Dave - A while ago, purely in the spirit of scientific inquiry, and much to the annoyance of my then girlfriend, I decided to see what would happen if I didn’t wash my hair for three months. Basically, what happened is my hair sort of reached an equilibrium. It was much less greasy than it would be just before you'd wash your hair normally, but still greasier than just after it: a bit greasy, but not very greasy. So there does seem to be some kind of feedback loop. Also, interesting things happen when it rained because it appears that your natural grease from your hair is quite good at waterproofing because the outer layer got incredibly greasy and the rain would run off whilst the hair underneath would be entirely dry. So obviously, natural oils have advantages over conditioners.
Ben - That’s very strange. It's like wearing a natural shower cap made only of hair - that’s revolting.

How do ants and spiders count?
Chris - Well, not just spiders but probably many insects can do this. The example I gave were spiders counting their steps in order to know how to build their webs but also, there was a very elegant paper that’s published in Science a year or so ago by Matthias Wittlinger who’s at Ulm University in Germany.
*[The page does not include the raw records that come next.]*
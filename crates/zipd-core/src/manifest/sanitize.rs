//! Archive entry name sanitization.

/// Fallback when sanitization leaves nothing usable.
pub const FALLBACK_NAME: &str = "download";

/// Sanitizes a requested archive entry name.
///
/// - Replaces runs of `\`, `/`, or control characters (CR, LF, and tab
///   included) with a single `_`
/// - Strips double quotes (they would break the Content-Disposition header)
/// - Trims leading/trailing whitespace
/// - Returns `"download"` if nothing remains
///
/// Idempotent: applying it twice gives the same result.
pub fn sanitize_name(raw: &str) -> String {
    let mut out = String::with_capacity(raw.len());
    let mut prev_separator = false;

    for c in raw.chars() {
        if c == '\\' || c == '/' || c.is_control() {
            if !prev_separator {
                out.push('_');
            }
            prev_separator = true;
        } else {
            out.push(c);
            prev_separator = false;
        }
    }

    let stripped: String = out.chars().filter(|&c| c != '"').collect();
    let trimmed = stripped.trim();

    if trimmed.is_empty() {
        FALLBACK_NAME.to_string()
    } else {
        trimmed.to_string()
    }
}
He and his colleagues were looking at how ants navigate. Ants use the sun and they also use a compass – they have in their brain a body clock and they're able to use this mental compass of the time of the sun moving across the sky to navigate by. But they also count their steps and the reason that the scientists know that for sure is that they performed the very delicate task of putting ants on stilts.
They cut hairs off the back of a pig and then glued those hairs onto the ants’ legs to lengthen the ants legs, and when they did this, of course, the ants’ strides became twice as long as they would normally be. When they followed the ants around, all of the ants overshot their nest because they walked twice as far as they should’ve done.
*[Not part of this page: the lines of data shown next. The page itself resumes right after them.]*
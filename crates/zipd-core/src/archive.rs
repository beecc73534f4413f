//! In-memory ZIP assembly.

use std::io::{Cursor, Write};

use zip::result::ZipError;
use zip::write::SimpleFileOptions;
use zip::{CompressionMethod, ZipWriter};

use crate::error::ArchiveError;
use crate::fetcher::FetchedFile;

/// Builds a single ZIP archive from fetched payloads, in the given order.
///
/// Entries are deflate-compressed at `compression_level` (0-9; 6 is the
/// default, a reasonable trade-off for scientific formats that are often
/// already compressed). Any encoding error is fatal; no partial archive is
/// returned.
pub fn build_archive(
    entries: &[FetchedFile],
    compression_level: u32,
) -> Result<Vec<u8>, ArchiveError> {
    let mut writer = ZipWriter::new(Cursor::new(Vec::new()));
    let options = SimpleFileOptions::default()
        .compression_method(CompressionMethod::Deflated)
        .compression_level(Some(i64::from(compression_level.min(9))));

    for entry in entries {
        writer.start_file(entry.name.as_str(), options)?;
        writer.write_all(&entry.body).map_err(ZipError::Io)?;
    }

    let cursor = writer.finish()?;
    Ok(cursor.into_inner())
}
When they actually, paradoxically, cut the ant’s legs off so they had much shorter legs, they didn’t walk far enough. They're all circling around, thinking, “Where’s my nest? I should be there.” It was clear that they're actually counting the number of steps they've taken in order to find their way around.
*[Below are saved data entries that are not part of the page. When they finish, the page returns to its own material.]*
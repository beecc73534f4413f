//! Fetch-target URL validation.
//!
//! Restricts raw manifest strings to http/https resources. Legacy `ftp`
//! links (still present in older dataset records) are rewritten to `https`
//! before the scheme check.

use url::Url;

use crate::error::ArchiveError;

/// Parses and validates a raw manifest URL.
///
/// - `ftp://host/path` is rewritten to `https://host/path` (same authority,
///   path, and query).
/// - Only `http` and `https` pass; any other scheme or a parse failure is
///   rejected with the raw input preserved for diagnostics.
pub fn resolve_url(raw: &str) -> Result<Url, ArchiveError> {
    let reject = || ArchiveError::InvalidUrl(raw.to_string());

    let mut parsed = Url::parse(raw.trim()).map_err(|_| reject())?;

    if parsed.scheme() == "ftp" {
        // Url::set_scheme refuses some special-scheme transitions, so swap
        // the prefix textually and re-parse.
        let rewritten = format!("https{}", &parsed.as_str()["ftp".len()..]);
        parsed = Url::parse(&rewritten).map_err(|_| reject())?;
    }

    match parsed.scheme() {
        "http" | "https" => Ok(parsed),
        _ => Err(reject()),
    }
}
/// Parser for plot sample text
use nom::{
    branch::alt,
    character::complete::{char, digit1, multispace0, multispace1},
    combinator::{map_res, opt, recognize},
    multi::separated_list1,
    sequence::{delimited, pair},
    IResult,
};

/// Parse a series of signed integers separated by commas and/or
/// whitespace, e.g. `11, 29, 10 20 12`.
pub fn parse_series(input: &str) -> Result<Vec<i32>, String> {
    let trimmed = input.trim();
    match parse_series_impl(trimmed) {
        Ok(("", samples)) => Ok(samples),
        Ok((rest, _)) => Err(format!(
            "trailing input near {:?}",
            rest.chars().take(16).collect::<String>()
        )),
        Err(e) => Err(format!("failed to parse series: {:?}", e)),
    }
}

fn parse_series_impl(input: &str) -> IResult<&str, Vec<i32>> {
    separated_list1(separator, integer)(input)
}

fn separator(input: &str) -> IResult<&str, &str> {
    alt((
        recognize(delimited(multispace0, char(','), multispace0)),
        multispace1,
    ))(input)
}

fn integer(input: &str) -> IResult<&str, i32> {
    map_res(recognize(pair(opt(char('-')), digit1)), str::parse)(input)
}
In their brain and their nervous system, they must have some kind of neural integrator circuit that, every time they take a step, notches up another 1, 2, 3, and so on, so they can find their way around by counting steps. So there’s the evidence: ants can do it, it’s likely that other insects probably do the same.
Ben - So ants on stilts will overshoot their home. Poor ants.

Why does shaving foam stop the mirror from steaming up?
Dave - In some senses, it doesn’t actually stop it steaming up. Steam is lots of little droplets of water. When the light hits it, the light gets bent and so you get a very distorted image which, when you move away from it, just looks like a kind of mist. What the shaving foam does: there are lots of detergents in it and those detergents reduce the surface tension of the film of water so it doesn’t form lots of little droplets. It just forms a big flat sheet that you can see through much better, so you can see through it even though the water is still condensing.
Ben - So there’s literally the same amount of water there; it’s just a change in the structure of the water. So why do the droplets make it so hard to see things?
Dave - Because water has quite a high refractive index - when light hits it, it bends. If it hits this curved surface of a droplet, each one basically acts as a little tiny lens, light is bounced off in all sorts of different directions and makes it looks essentially white. This breaks up the image and makes it look misty.
Ben - Fantastic! Well very interesting. Not perhaps what you're supposed to use shaving foam for but if it works, it works.